It is also possible to use hexagonal binning to gain an idea about trajectory frequencies. In this case each 3-hour point along each trajectory is used in the counting. The code below focuses more on Europe and uses the hexagonal binning method. Note that the effect of the very few high number of points at the origin has been diminished by plotting the data on a log scale — see Section 27.2.1 for details.

filter(traj, lat > 30, lat < 70, lon > -30, lon < 20) %>%
    method = "hexbin", col = "turbo",
    xbin = 40
Figure 10.6: Gridded back trajectory frequencies with hexagonal binning.
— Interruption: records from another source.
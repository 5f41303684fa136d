use super::ledger::Ledger;
use super::seat::Seat;
use crate::cards::card::Card;
use crate::cards::rank::Rank;
use crate::cards::suit::Suit;
use rand::seq::SliceRandom;
use rand::Rng;

/// Remaining count at which the deck forks into per-seat ledgers.
const FORK_AT: usize = 12;

/// The single authoritative shuffled pile, drawn from the top until empty.
///
/// While more than `FORK_AT` cards remain, every count query answers from the
/// one shared ledger and both seats see identical numbers. The instant the
/// remaining count reaches `FORK_AT`, two identical child ledgers are forked;
/// from then on each draw is additionally deducted from exactly one child,
/// chosen by the parity of the remaining count, and count queries answer from
/// the asking seat's child. Neither child ever reveals a rival's concealed
/// card; the children merely diverge in which late draws they have witnessed.
#[derive(Debug, Clone)]
pub struct Deck {
    shared: Ledger,
    forks: Option<[Ledger; 2]>,
}

impl Deck {
    pub fn new(rng: &mut impl Rng) -> Self {
        let mut cards = (0..52).map(Card::from).collect::<Vec<Card>>();
        cards.shuffle(rng);
        Self::from(cards)
    }

    /// take the top card, or nothing once exhausted
    pub fn draw(&mut self) -> Option<Card> {
        let card = self.shared.pop()?;
        let remaining = self.shared.len();
        if remaining == FORK_AT {
            self.forks = Some([self.shared.clone(), self.shared.clone()]);
        } else if remaining < FORK_AT {
            if let Some(forks) = self.forks.as_mut() {
                forks[(remaining + 1) % 2].remove(card);
            }
        }
        Some(card)
    }

    pub fn remaining(&self) -> usize {
        self.shared.len()
    }

    pub fn suit_left(&self, suit: Suit, seat: Seat) -> u8 {
        self.ledger(seat).suit_left(suit)
    }
    pub fn rank_left(&self, rank: Rank, seat: Seat) -> u8 {
        self.ledger(seat).rank_left(rank)
    }
    pub fn cards_left(&self, seat: Seat) -> &[Card] {
        self.ledger(seat).cards()
    }

    /// shared before the fork, per-seat after
    fn ledger(&self, seat: Seat) -> &Ledger {
        match self.forks.as_ref() {
            Some(forks) => &forks[seat.index()],
            None => &self.shared,
        }
    }
}

/// an explicit pile, top card last; forks on the way down as usual
impl From<Vec<Card>> for Deck {
    fn from(cards: Vec<Card>) -> Self {
        Self {
            shared: Ledger::from(cards),
            forks: None,
        }
    }
}
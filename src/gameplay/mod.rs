pub mod deck;
pub use deck::*;

pub mod game;
pub use game::*;

pub mod hand;
pub use hand::*;

pub mod ledger;
pub use ledger::*;

pub mod outcome;
pub use outcome::*;

pub mod seat;
pub use seat::*;
/// A hand's category, ignoring fine-grained kickers.
///
/// The derived order is the full ladder; `Illegal` is the empty hand's
/// sentinel and sits below everything. Hands shorter than five cards can
/// never reach the length-gated categories (straights, flushes, two pair,
/// full houses) and degrade naturally down the ladder. An Ace-high straight
/// flush earns no distinct tier; it is a `StraightFlush` like any other.
#[derive(Debug, Clone, Copy, Hash, Eq, PartialEq, Ord, PartialOrd)]
pub enum Ranking {
    Illegal = 0,
    HighCard = 1,
    OnePair = 2,
    TwoPair = 3,
    ThreeOAK = 4,
    Straight = 5,
    Flush = 6,
    FullHouse = 7,
    FourOAK = 8,
    StraightFlush = 9,
}

impl Ranking {
    pub const fn all() -> [Self; 10] {
        [
            Ranking::Illegal,
            Ranking::HighCard,
            Ranking::OnePair,
            Ranking::TwoPair,
            Ranking::ThreeOAK,
            Ranking::Straight,
            Ranking::Flush,
            Ranking::FullHouse,
            Ranking::FourOAK,
            Ranking::StraightFlush,
        ]
    }
}

impl From<Ranking> for u8 {
    fn from(r: Ranking) -> u8 {
        r as u8
    }
}

impl std::fmt::Display for Ranking {
    fn fmt(&self, f: &mut std::fmt::Formatter) -> std::fmt::Result {
        match self {
            Ranking::Illegal => write!(f, "Illegal"),
            Ranking::HighCard => write!(f, "HighCard"),
            Ranking::OnePair => write!(f, "OnePair"),
            Ranking::TwoPair => write!(f, "TwoPair"),
            Ranking::ThreeOAK => write!(f, "ThreeOfAKind"),
            Ranking::Straight => write!(f, "Straight"),
            Ranking::Flush => write!(f, "Flush"),
            Ranking::FullHouse => write!(f, "FullHouse"),
            Ranking::FourOAK => write!(f, "FourOfAKind"),
            Ranking::StraightFlush => write!(f, "StraightFlush"),
        }
    }
}
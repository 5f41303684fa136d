#[derive(Debug, Default, Clone, Copy, Hash, PartialEq, Eq, PartialOrd, Ord)]
pub enum Suit {
    #[default]
    Club = 0,
    Diamond = 1,
    Heart = 2,
    Spade = 3,
}

impl Suit {
    pub const MAX: Self = Suit::Spade;
    pub const MIN: Self = Suit::Club;

    pub const fn all() -> [Self; 4] {
        [Suit::Club, Suit::Diamond, Suit::Heart, Suit::Spade]
    }
}

impl From<u8> for Suit {
    fn from(n: u8) -> Suit {
        match n {
            0 => Suit::Club,
            1 => Suit::Diamond,
            2 => Suit::Heart,
            3 => Suit::Spade,
            _ => panic!("Invalid suit"),
        }
    }
}
impl From<Suit> for u8 {
    fn from(s: Suit) -> u8 {
        s as u8
    }
}

impl From<&str> for Suit {
    fn from(s: &str) -> Suit {
        match s {
            "c" => Suit::Club,
            "d" => Suit::Diamond,
            "h" => Suit::Heart,
            "s" => Suit::Spade,
            _ => panic!("Invalid suit str: {}", s),
        }
    }
}

impl std::fmt::Display for Suit {
    fn fmt(&self, f: &mut std::fmt::Formatter) -> std::fmt::Result {
        write!(
            f,
            "{}",
            match self {
                Suit::Club => "♣",
                Suit::Diamond => "♦",
                Suit::Heart => "♥",
                Suit::Spade => "♠",
            }
        )
    }
}
/// One of the two sides of the table.
///
/// Ownership of hands, deck perspective queries, and turn alternation are all
/// phrased in terms of a Seat.
#[derive(Debug, Clone, Copy, Hash, PartialEq, Eq)]
pub enum Seat {
    One = 0,
    Two = 1,
}

impl Seat {
    pub const fn all() -> [Self; 2] {
        [Seat::One, Seat::Two]
    }
    pub fn rival(&self) -> Self {
        match self {
            Seat::One => Seat::Two,
            Seat::Two => Seat::One,
        }
    }
    pub fn index(&self) -> usize {
        *self as usize
    }
}

impl From<u8> for Seat {
    fn from(n: u8) -> Seat {
        match n {
            0 => Seat::One,
            1 => Seat::Two,
            _ => panic!("Invalid seat"),
        }
    }
}

impl std::fmt::Display for Seat {
    fn fmt(&self, f: &mut std::fmt::Formatter) -> std::fmt::Result {
        match self {
            Seat::One => write!(f, "player 1"),
            Seat::Two => write!(f, "player 2"),
        }
    }
}
use super::seat::Seat;
use crate::cards::ranking::Ranking;
use std::collections::BTreeMap;

/// The showdown tally of one match: hand points per seat (five total, one
/// per column pairing) and the winning category of every pairing.
#[derive(Debug, Clone)]
pub struct Outcome {
    pub points: [u8; 2],
    pub rankings: BTreeMap<Ranking, u32>,
}

impl Outcome {
    /// Five points split two ways, so there is always a winner.
    pub fn winner(&self) -> Seat {
        if self.points[0] > self.points[1] {
            Seat::One
        } else {
            Seat::Two
        }
    }
}

/// A running aggregate over many matches.
#[derive(Debug, Default)]
pub struct Series {
    pub games: u32,
    pub wins: [u32; 2],
    pub points: [u32; 2],
    pub rankings: BTreeMap<Ranking, u32>,
}

impl Series {
    pub fn absorb(&mut self, outcome: Outcome) {
        self.games += 1;
        self.wins[outcome.winner().index()] += 1;
        self.points[0] += outcome.points[0] as u32;
        self.points[1] += outcome.points[1] as u32;
        for (ranking, count) in outcome.rankings.iter() {
            *self.rankings.entry(*ranking).or_insert(0) += count;
        }
    }

    pub fn summarize(&self) {
        log::info!("┌───────────────┬───────────┬───────────┐");
        log::info!("│ {:<13} │ {:>9} │ {:>9} │", "", "player 1", "player 2");
        log::info!("├───────────────┼───────────┼───────────┤");
        log::info!("│ {:<13} │ {:>9} │ {:>9} │", "Games won", self.wins[0], self.wins[1]);
        log::info!("│ {:<13} │ {:>9} │ {:>9} │", "Hand points", self.points[0], self.points[1]);
        log::info!("├───────────────┴───────────┴───────────┤");
        for (ranking, count) in self.rankings.iter() {
            log::info!("│ {:<13} {:>23} wins │", format!("{}", ranking), count);
        }
        log::info!("└───────────────────────────────────────┘");
    }
}

#[cfg(test)]
mod tests {
    use super::*;

    #[test]
    fn absorb_accumulates() {
        let mut series = Series::default();
        let mut rankings = BTreeMap::new();
        rankings.insert(Ranking::OnePair, 3);
        rankings.insert(Ranking::Flush, 2);
        series.absorb(Outcome { points: [3, 2], rankings: rankings.clone() });
        series.absorb(Outcome { points: [1, 4], rankings });
        assert_eq!(series.games, 2);
        assert_eq!(series.wins, [1, 1]);
        assert_eq!(series.points, [4, 6]);
        assert_eq!(series.rankings.get(&Ranking::OnePair), Some(&6));
    }
}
10.4 Trajectory source contribution functions

Back trajectories offer the possibility to undertake receptor modelling to identify the location of major emission sources. When many back trajectories (over months to years) are analysed in specific ways they begin to show the geographic origin most associated with elevated concentrations. With enough (dissimilar) trajectories those locations leading to the highest concentrations begin to be revealed. When a whole year of back trajectory data is plotted the individual back trajectories can extend 1000s of km. There are many approaches using back trajectories in this way and (Fleming et al., 2012) provide a good overview of the methods available. openair has implemented a few of these techniques and over time these will be refined and extended.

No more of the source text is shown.